29 Eylül 2006

hayat böyle bir şey işte...

Hayat çok dinamik...
Biz ona ayak uydurursak şanslıyız...
Onun temposunda koşarsak ayaktayız...

Bir gün önce Büyükada'da rakı-balık yapıyorsun. (Ramazan olsa bile)
O gün evlilik yıldönümü kutluyorsun, nice yıllara sağlıkla, huzurla diyorsun... Akşamüzeri doktora gidiyorsun, zaman kaybetmene gerek yok, gel diyor... Ama öyle korkulacak bir şey olduğundan değil... Sıkıntı çekmeyi bitirmek için...
Ertesi gün kocan ufak bir operasyon geçiriyor...
Bugünse evdesiniz, çok şükür herşey yolunda...
Ama hayat bu işte... Ne göstereceği, nereden göstereceği belli değil...
İşte bu nedenle hep şunu söylerim... Hayatın bize ne göstereceği net olmadığı için elimize geçen güzel fırsatları hep değerlendirelim.
Beklemeyelim.
Ertelemeyelim.
Üzülmeyelim..
Hayat güzel, anın tadını çıkaralım...
Günümüzün tadını çıkaralım... Elimizden geldiğince buna uyalım...

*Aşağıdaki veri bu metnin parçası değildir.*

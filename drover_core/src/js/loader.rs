//! Module resolution and source loading: specifier classes, the per-Bundle
//! compiled-source cache, and the compatibility-mode preprocessing step.

use crate::compat::CompatibilityMode;
use crate::fsext::{Fs, FsMap};
use crate::js::transpiler;
use crate::modules::ModuleRegistry;
use crate::prelude::*;

use parking_lot::Mutex;
use std::sync::atomic::{AtomicBool, Ordering};
use std::sync::Arc;
use url::Url;

/// A loaded, preprocessed module source keyed by its canonical URL string.
pub struct LoadedSource {
  pub url: Url,
  pub code: String,
}

/// Turns specifiers into canonical module keys and loads their sources.
/// Each source is read and preprocessed exactly once per Bundle; concurrent
/// loads of the same specifier coalesce on the cache lock.
pub struct Resolver {
  registry: Arc<ModuleRegistry>,
  filesystems: FsMap,
  compat: CompatibilityMode,
  cache: Mutex<HashMap<String, Arc<LoadedSource>>>,
  locked: AtomicBool,
}

impl Resolver {
  pub fn new(
    registry: Arc<ModuleRegistry>,
    filesystems: FsMap,
    compat: CompatibilityMode,
  ) -> Self {
    Self {
      registry,
      filesystems,
      compat,
      cache: Mutex::new(HashMap::new()),
      locked: AtomicBool::new(false),
    }
  }

  pub fn compatibility_mode(&self) -> CompatibilityMode {
    self.compat
  }

  /// No further module sources can be added; already-cached ones keep
  /// serving every subsequent instantiation.
  pub fn lock(&self) {
    self.locked.store(true, Ordering::SeqCst);
  }

  /// Resolves a specifier against the requesting module's URL into a
  /// canonical key: a builtin specifier verbatim, or an absolute URL
  /// string.
  pub fn resolve(&self, base: Option<&Url>, specifier: &str) -> AnyResult<String> {
    if specifier == "k6" || specifier.starts_with("k6/") {
      if self.registry.recognizes(specifier) {
        return Ok(specifier.to_string());
      }
      anyhow::bail!("unknown module: \"{specifier}\"");
    }

    let url = match Url::parse(specifier) {
      Ok(url) => match url.scheme() {
        "file" | "https" => url,
        scheme => anyhow::bail!("unsupported scheme for module import: {scheme:?}"),
      },
      // Not an absolute URL: resolve relative to the requesting module
      // with plain URL-join semantics.
      Err(_) => match base {
        Some(base) => base.join(specifier)?,
        None => anyhow::bail!(
          "cannot resolve relative specifier {specifier:?} without a requesting module"
        ),
      },
    };
    Ok(url.to_string())
  }

  pub fn is_builtin(&self, key: &str) -> bool {
    key == "k6" || key.starts_with("k6/")
  }

  /// Loads bytes for a canonical URL key, strips an optional UTF-8 BOM and
  /// preprocesses per the active compatibility mode.
  pub fn load(&self, key: &str) -> AnyResult<Arc<LoadedSource>> {
    let mut cache = self.cache.lock();
    if let Some(cached) = cache.get(key) {
      return Ok(cached.clone());
    }
    if self.locked.load(Ordering::SeqCst) {
      anyhow::bail!("module {key:?} was not previously resolved during initialization");
    }

    let url = Url::parse(key)?;
    let fs = self
      .filesystems
      .get(url.scheme())
      .ok_or_else(|| anyhow::anyhow!("no filesystem registered for scheme {:?}", url.scheme()))?;

    let bytes = fs.read_file(&fs_key(&url))?;
    let bytes = strip_bom(&bytes);
    let raw = String::from_utf8(bytes.to_vec())
      .map_err(|_| anyhow::anyhow!("module {key:?} is not valid UTF-8"))?;

    let code = match self.compat {
      CompatibilityMode::Base => raw,
      CompatibilityMode::Extended => transpiler::normalize_es(Some(key), &raw)?,
      CompatibilityMode::ExperimentalEnhanced => transpiler::strip_types(Some(key), &raw)?,
    };

    let loaded = Arc::new(LoadedSource { url, code });
    cache.insert(key.to_string(), loaded.clone());
    Ok(loaded)
  }

  /// Seeds the cache with an already-available source (the entrypoint).
  pub fn seed(&self, key: &str, raw: &str) -> AnyResult<Arc<LoadedSource>> {
    let url = Url::parse(key)?;
    let raw = strip_bom(raw.as_bytes());
    let raw = std::str::from_utf8(raw)?;
    let code = match self.compat {
      CompatibilityMode::Base => raw.to_string(),
      CompatibilityMode::Extended => transpiler::normalize_es(Some(key), raw)?,
      CompatibilityMode::ExperimentalEnhanced => transpiler::strip_types(Some(key), raw)?,
    };
    let loaded = Arc::new(LoadedSource { url, code });
    self.cache.lock().insert(key.to_string(), loaded.clone());
    Ok(loaded)
  }
}

/// The path a URL maps to inside its scheme's filesystem.
pub fn fs_key(url: &Url) -> String {
  match url.scheme() {
    "file" => match url.to_file_path() {
      Ok(path) => path.to_string_lossy().into_owned(),
      Err(_) => url.path().to_string(),
    },
    _ => format!(
      "/{}{}",
      url.host_str().unwrap_or_default(),
      url.path()
    ),
  }
}

fn strip_bom(bytes: &[u8]) -> &[u8] {
  bytes.strip_prefix(b"\xEF\xBB\xBF").unwrap_or(bytes)
}

#[cfg(test)]
mod loader_tests {
  use super::*;
  use crate::fsext::{Fs, MemFs};

  fn make_resolver(files: Vec<(&str, &str)>) -> Resolver {
    let mem: HashMap<String, Vec<u8>> = files
      .into_iter()
      .map(|(k, v)| (k.to_string(), v.as_bytes().to_vec()))
      .collect();
    let mut fses: HashMap<String, Arc<dyn Fs>> = HashMap::new();
    fses.insert("file".to_string(), Arc::new(MemFs::new(mem)));
    Resolver::new(
      Arc::new(ModuleRegistry::with_defaults()),
      FsMap::new(fses),
      CompatibilityMode::Base,
    )
  }

  #[test]
  fn resolve_builtin1() {
    let resolver = make_resolver(vec![]);
    assert_eq!(resolver.resolve(None, "k6").unwrap(), "k6");
    assert_eq!(resolver.resolve(None, "k6/data").unwrap(), "k6/data");
    assert!(resolver.resolve(None, "k6/no_such_thing").is_err());
  }

  #[test]
  fn resolve_relative1() {
    let resolver = make_resolver(vec![]);
    let base = Url::parse("file:///scripts/main.js").unwrap();
    assert_eq!(
      resolver.resolve(Some(&base), "./lib/util.js").unwrap(),
      "file:///scripts/lib/util.js"
    );
    assert_eq!(
      resolver.resolve(Some(&base), "../other.js").unwrap(),
      "file:///other.js"
    );
    // URL semantics, including percent-encoding.
    assert_eq!(
      resolver.resolve(Some(&base), "./my%20lib.js").unwrap(),
      "file:///scripts/my%20lib.js"
    );
  }

  #[test]
  fn resolve_absolute1() {
    let resolver = make_resolver(vec![]);
    assert_eq!(
      resolver.resolve(None, "file:///abs/mod.js").unwrap(),
      "file:///abs/mod.js"
    );
    assert!(resolver.resolve(None, "ftp://example.com/mod.js").is_err());
  }

  #[test]
  fn load_bom_and_cache1() {
    let resolver = make_resolver(vec![("/scripts/bom.js", "\u{FEFF}export default 1;")]);
    let loaded = resolver.load("file:///scripts/bom.js").unwrap();
    assert_eq!(loaded.code, "export default 1;");

    // Second load serves the cache even after locking.
    resolver.lock();
    let again = resolver.load("file:///scripts/bom.js").unwrap();
    assert!(Arc::ptr_eq(&loaded, &again));
    let err = resolver.load("file:///scripts/fresh.js").unwrap_err();
    assert!(err
      .to_string()
      .contains("not previously resolved during initialization"));
  }
}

Dün akşam hastanede kalmamıza gerek kalmadı. Evimize geldik.
Fatih'in biraz sancısı vardı. İlacını aldı... Mışıl mışıl uyudu... Ben de evde tüy gibi hareket ettim... Hasta yemeği olarak tavuk suyu yaptım. Ama o da ne!!! İçine bol karabiber konur mu? Normal yemek mi bu? Lezzet versin diye doldurmuşum, yapılır mı bu? Yazık içemedi tabi... Döktüm, yenisini yaptım... Kafamın çalışmadığı nerden belli??? Tavuk suyunu döküşümden :( Dökeceğine içsene be kızım...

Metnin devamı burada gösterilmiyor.